WORK INSTRUCTION:
Every entry is to be written out word for word.

PROVIDED RECORDS:
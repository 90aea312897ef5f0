//! # Transport Trait
//!
//! Abstraction over the network call to the donation API.
//! The default implementation lives in `lfnds-rest`; hosts may plug in their
//! own (a proxying client, a recording double in tests, ...).
//!
//! ```text
//! ┌──────────────────────────────────────────────────┐
//! │                Transport (trait)                 │
//! │  ├── perform_call(method, url, key, payload)     │
//! │  ├── set_user_agent()                            │
//! │  └── user_agent()                                │
//! └──────────────────────────────────────────────────┘
//!                         ▲
//!            ┌────────────┴────────────┐
//!   ┌────────┴────────┐       ┌────────┴────────┐
//!   │  HttpTransport  │       │  host specific  │
//!   │  (lfnds-rest)   │       │   transports    │
//!   └─────────────────┘       └─────────────────┘
//! ```
//!
//! Implementations report failures as one of three categories:
//! [`ElefundsError::Transport`](crate::ElefundsError::Transport) when the
//! call never produced a response,
//! [`ElefundsError::RemoteRejected`](crate::ElefundsError::RemoteRejected)
//! for non-success statuses and
//! [`ElefundsError::Protocol`](crate::ElefundsError::Protocol) for bodies that
//! are not JSON. Retrying is up to the implementation or the host.

use crate::error::ElefundsResult;
use async_trait::async_trait;
use serde_json::Value;

/// HTTP verbs the donation API uses
#[derive(Debug, Clone, Copy, PartialEq, Eq, Hash)]
pub enum HttpMethod {
    Get,
    Post,
    Put,
    Delete,
}

impl HttpMethod {
    pub fn as_str(&self) -> &'static str {
        match self {
            HttpMethod::Get => "GET",
            HttpMethod::Post => "POST",
            HttpMethod::Put => "PUT",
            HttpMethod::Delete => "DELETE",
        }
    }
}

impl std::fmt::Display for HttpMethod {
    fn fmt(&self, f: &mut std::fmt::Formatter<'_>) -> std::fmt::Result {
        f.write_str(self.as_str())
    }
}

/// Network capability used by the facade.
#[async_trait]
pub trait Transport: Send + Sync {
    /// Perform a call against the donation API.
    ///
    /// # Arguments
    /// * `method` - HTTP verb
    /// * `url` - Fully qualified URL, may already carry query parameters
    /// * `hashed_key` - Credential to attach to the call
    /// * `payload` - JSON body, if any
    ///
    /// # Returns
    /// The parsed JSON response, `Value::Null` for an empty body.
    async fn perform_call(
        &self,
        method: HttpMethod,
        url: &str,
        hashed_key: &str,
        payload: Option<&Value>,
    ) -> ElefundsResult<Value>;

    /// Set the User-Agent sent with every call
    fn set_user_agent(&mut self, user_agent: String);

    /// Current User-Agent
    fn user_agent(&self) -> &str;
}

/// Type alias for a boxed transport (dynamic dispatch)
pub type BoxedTransport = Box<dyn Transport>;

WRITTEN RESPONSE:
repository 90aea312897ef5f0
//! # Transport Trait
//!
//! Abstraction over the network call to the donation API.
//! The default implementation lives in `lfnds-rest`; hosts may plug in their
//! own (a proxying client, a recording double in tests, ...).
//!
//! ```text
//! ┌──────────────────────────────────────────────────┐
//! │                Transport (trait)                 │
//! │  ├── perform_call(method, url, key, payload)     │
//! │  ├── set_user_agent()                            │
//! │  └── user_agent()                                │
//! └──────────────────────────────────────────────────┘
//!                         ▲
//!            ┌────────────┴────────────┐
//!   ┌────────┴────────┐       ┌────────┴────────┐
//!   │  HttpTransport  │       │  host specific  │
//!   │  (lfnds-rest)   │       │   transports    │
//!   └─────────────────┘       └─────────────────┘
//! ```
//!
//! Implementations report failures as one of three categories:
//! [`ElefundsError::Transport`](crate::ElefundsError::Transport) when the
//! call never produced a response,
//! [`ElefundsError::RemoteRejected`](crate::ElefundsError::RemoteRejected)
//! for non-success statuses and
//! [`ElefundsError::Protocol`](crate::ElefundsError::Protocol) for bodies that
//! are not JSON. Retrying is up to the implementation or the host.

use crate::error::ElefundsResult;
use async_trait::async_trait;
use serde_json::Value;

/// HTTP verbs the donation API uses
#[derive(Debug, Clone, Copy, PartialEq, Eq, Hash)]
pub enum HttpMethod {
    Get,
    Post,
    Put,
    Delete,
}

impl HttpMethod {
    pub fn as_str(&self) -> &'static str {
        match self {
            HttpMethod::Get => "GET",
            HttpMethod::Post => "POST",
            HttpMethod::Put => "PUT",
            HttpMethod::Delete => "DELETE",
        }
    }
}

impl std::fmt::Display for HttpMethod {
    fn fmt(&self, f: &mut std::fmt::Formatter<'_>) -> std::fmt::Result {
        f.write_str(self.as_str())
    }
}

/// Network capability used by the facade.
#[async_trait]
pub trait Transport: Send + Sync {
    /// Perform a call against the donation API.
    ///
    /// # Arguments
    /// * `method` - HTTP verb
    /// * `url` - Fully qualified URL, may already carry query parameters
    /// * `hashed_key` - Credential to attach to the call
    /// * `payload` - JSON body, if any
    ///
    /// # Returns
    /// The parsed JSON response, `Value::Null` for an empty body.
    async fn perform_call(
        &self,
        method: HttpMethod,
        url: &str,
        hashed_key: &str,
        payload: Option<&Value>,
    ) -> ElefundsResult<Value>;

    /// Set the User-Agent sent with every call
    fn set_user_agent(&mut self, user_agent: String);

    /// Current User-Agent
    fn user_agent(&self) -> &str;
}

/// Type alias for a boxed transport (dynamic dispatch)
pub type BoxedTransport = Box<dyn Transport>;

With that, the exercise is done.